Dataset entries:
· · ·

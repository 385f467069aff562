// ABOUTME: Routine ("ficha") route handlers
// ABOUTME: List, create, and delete workout routines scoped to the resolved user
//
// SPDX-License-Identifier: MIT OR Apache-2.0
// Copyright (c) 2025 CleberFit

//! Routine routes.
//!
//! Listing resolves the caller via session or `?email` fallback and
//! degrades to an empty list when neither resolves; creation requires a
//! resolved owner and fails with 404 otherwise.

use std::sync::Arc;

use axum::extract::{Path, Query, State};
use axum::http::HeaderMap;
use axum::routing::{delete, get};
use axum::{Json, Router};
use serde::{Deserialize, Serialize};
use serde_json::json;
use tracing::info;

use super::session_user;
use crate::errors::{AppError, AppResult};
use crate::models::Routine;
use crate::resources::ServerResources;

/// Query parameters for routine listing
#[derive(Debug, Deserialize)]
pub struct ListRoutinesQuery {
    /// Email fallback when no session cookie is present
    pub email: Option<String>,
}

/// Routine creation request
#[derive(Debug, Deserialize)]
pub struct CreateRoutineRequest {
    /// Owner email fallback (session wins when both are present)
    pub user_email: Option<String>,
    /// Routine name
    pub nome: Option<String>,
    /// Weekday label
    pub dia: Option<String>,
}

/// Wire shape of a routine
///
/// The front end historically reads both `dia_semana` and its shorthand
/// `dia`, so the boundary mapping emits both for the same value.
#[derive(Debug, Serialize)]
pub struct RoutineDto {
    /// Routine id
    pub id: i64,
    /// Routine name
    pub nome: String,
    /// Weekday label (canonical field)
    pub dia_semana: String,
    /// Weekday label (legacy shorthand)
    pub dia: String,
}

impl From<Routine> for RoutineDto {
    fn from(routine: Routine) -> Self {
        Self {
            id: routine.id,
            nome: routine.name,
            dia_semana: routine.weekday.clone(),
            dia: routine.weekday,
        }
    }
}

/// Routine routes
pub struct RoutineRoutes;

impl RoutineRoutes {
    /// Create all routine routes
    pub fn routes(resources: Arc<ServerResources>) -> Router {
        Router::new()
            .route("/api/fichas", get(Self::handle_list).post(Self::handle_create))
            .route("/api/fichas/:id", delete(Self::handle_delete))
            .with_state(resources)
    }

    /// List the caller's routines; unresolved identity yields an empty list
    async fn handle_list(
        State(resources): State<Arc<ServerResources>>,
        headers: HeaderMap,
        Query(query): Query<ListRoutinesQuery>,
    ) -> AppResult<Json<Vec<RoutineDto>>> {
        let session = session_user(&headers, &resources);
        let Some(owner) = resources
            .identity
            .resolve(session, query.email.as_deref())
            .await?
        else {
            return Ok(Json(Vec::new()));
        };

        let routines = resources.database.list_routines(owner).await?;
        Ok(Json(routines.into_iter().map(RoutineDto::from).collect()))
    }

    /// Create a routine for the resolved owner
    async fn handle_create(
        State(resources): State<Arc<ServerResources>>,
        headers: HeaderMap,
        Json(request): Json<CreateRoutineRequest>,
    ) -> AppResult<Json<serde_json::Value>> {
        let nome = request
            .nome
            .filter(|n| !n.trim().is_empty())
            .ok_or_else(|| AppError::invalid_input("missing field: nome"))?;
        let dia = request.dia.unwrap_or_default();

        let session = session_user(&headers, &resources);
        let owner = resources
            .identity
            .resolve_required(session, request.user_email.as_deref())
            .await?;

        let id = resources
            .database
            .create_routine(owner, &nome, &dia)
            .await?;
        info!(routine_id = id, user_id = owner, "routine created");

        Ok(Json(json!({ "success": true, "id": id })))
    }

    /// Delete a routine; cascades to its exercises and their history
    async fn handle_delete(
        State(resources): State<Arc<ServerResources>>,
        Path(id): Path<i64>,
    ) -> AppResult<Json<serde_json::Value>> {
        resources.database.delete_routine(id).await?;
        info!(routine_id = id, "routine deleted");

        Ok(Json(json!({ "success": true })))
    }
}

· · ·

▶ **Exercise prompt**: Return each line of the data exactly as it was given.

▶ **Written answer**:
repository 385f467069aff562
// ABOUTME: Routine ("ficha") route handlers
// ABOUTME: List, create, and delete workout routines scoped to the resolved user
//
// SPDX-License-Identifier: MIT OR Apache-2.0
// Copyright (c) 2025 CleberFit

//! Routine routes.
//!
//! Listing resolves the caller via session or `?email` fallback and
//! degrades to an empty list when neither resolves; creation requires a
//! resolved owner and fails with 404 otherwise.

use std::sync::Arc;

use axum::extract::{Path, Query, State};
use axum::http::HeaderMap;
use axum::routing::{delete, get};
use axum::{Json, Router};
use serde::{Deserialize, Serialize};
use serde_json::json;
use tracing::info;

use super::session_user;
use crate::errors::{AppError, AppResult};
use crate::models::Routine;
use crate::resources::ServerResources;

/// Query parameters for routine listing
#[derive(Debug, Deserialize)]
pub struct ListRoutinesQuery {
    /// Email fallback when no session cookie is present
    pub email: Option<String>,
}

/// Routine creation request
#[derive(Debug, Deserialize)]
pub struct CreateRoutineRequest {
    /// Owner email fallback (session wins when both are present)
    pub user_email: Option<String>,
    /// Routine name
    pub nome: Option<String>,
    /// Weekday label
    pub dia: Option<String>,
}

/// Wire shape of a routine
///
/// The front end historically reads both `dia_semana` and its shorthand
/// `dia`, so the boundary mapping emits both for the same value.
#[derive(Debug, Serialize)]
pub struct RoutineDto {
    /// Routine id
    pub id: i64,
    /// Routine name
    pub nome: String,
    /// Weekday label (canonical field)
    pub dia_semana: String,
    /// Weekday label (legacy shorthand)
    pub dia: String,
}

impl From<Routine> for RoutineDto {
    fn from(routine: Routine) -> Self {
        Self {
            id: routine.id,
            nome: routine.name,
            dia_semana: routine.weekday.clone(),
            dia: routine.weekday,
        }
    }
}

/// Routine routes
pub struct RoutineRoutes;

impl RoutineRoutes {
    /// Create all routine routes
    pub fn routes(resources: Arc<ServerResources>) -> Router {
        Router::new()
            .route("/api/fichas", get(Self::handle_list).post(Self::handle_create))
            .route("/api/fichas/:id", delete(Self::handle_delete))
            .with_state(resources)
    }

    /// List the caller's routines; unresolved identity yields an empty list
    async fn handle_list(
        State(resources): State<Arc<ServerResources>>,
        headers: HeaderMap,
        Query(query): Query<ListRoutinesQuery>,
    ) -> AppResult<Json<Vec<RoutineDto>>> {
        let session = session_user(&headers, &resources);
        let Some(owner) = resources
            .identity
            .resolve(session, query.email.as_deref())
            .await?
        else {
            return Ok(Json(Vec::new()));
        };

        let routines = resources.database.list_routines(owner).await?;
        Ok(Json(routines.into_iter().map(RoutineDto::from).collect()))
    }

    /// Create a routine for the resolved owner
    async fn handle_create(
        State(resources): State<Arc<ServerResources>>,
        headers: HeaderMap,
        Json(request): Json<CreateRoutineRequest>,
    ) -> AppResult<Json<serde_json::Value>> {
        let nome = request
            .nome
            .filter(|n| !n.trim().is_empty())
            .ok_or_else(|| AppError::invalid_input("missing field: nome"))?;
        let dia = request.dia.unwrap_or_default();

        let session = session_user(&headers, &resources);
        let owner = resources
            .identity
            .resolve_required(session, request.user_email.as_deref())
            .await?;

        let id = resources
            .database
            .create_routine(owner, &nome, &dia)
            .await?;
        info!(routine_id = id, user_id = owner, "routine created");

        Ok(Json(json!({ "success": true, "id": id })))
    }

    /// Delete a routine; cascades to its exercises and their history
    async fn handle_delete(
        State(resources): State<Arc<ServerResources>>,
        Path(id): Path<i64>,
    ) -> AppResult<Json<serde_json::Value>> {
        resources.database.delete_routine(id).await?;
        info!(routine_id = id, "routine deleted");

        Ok(Json(json!({ "success": true })))
    }
}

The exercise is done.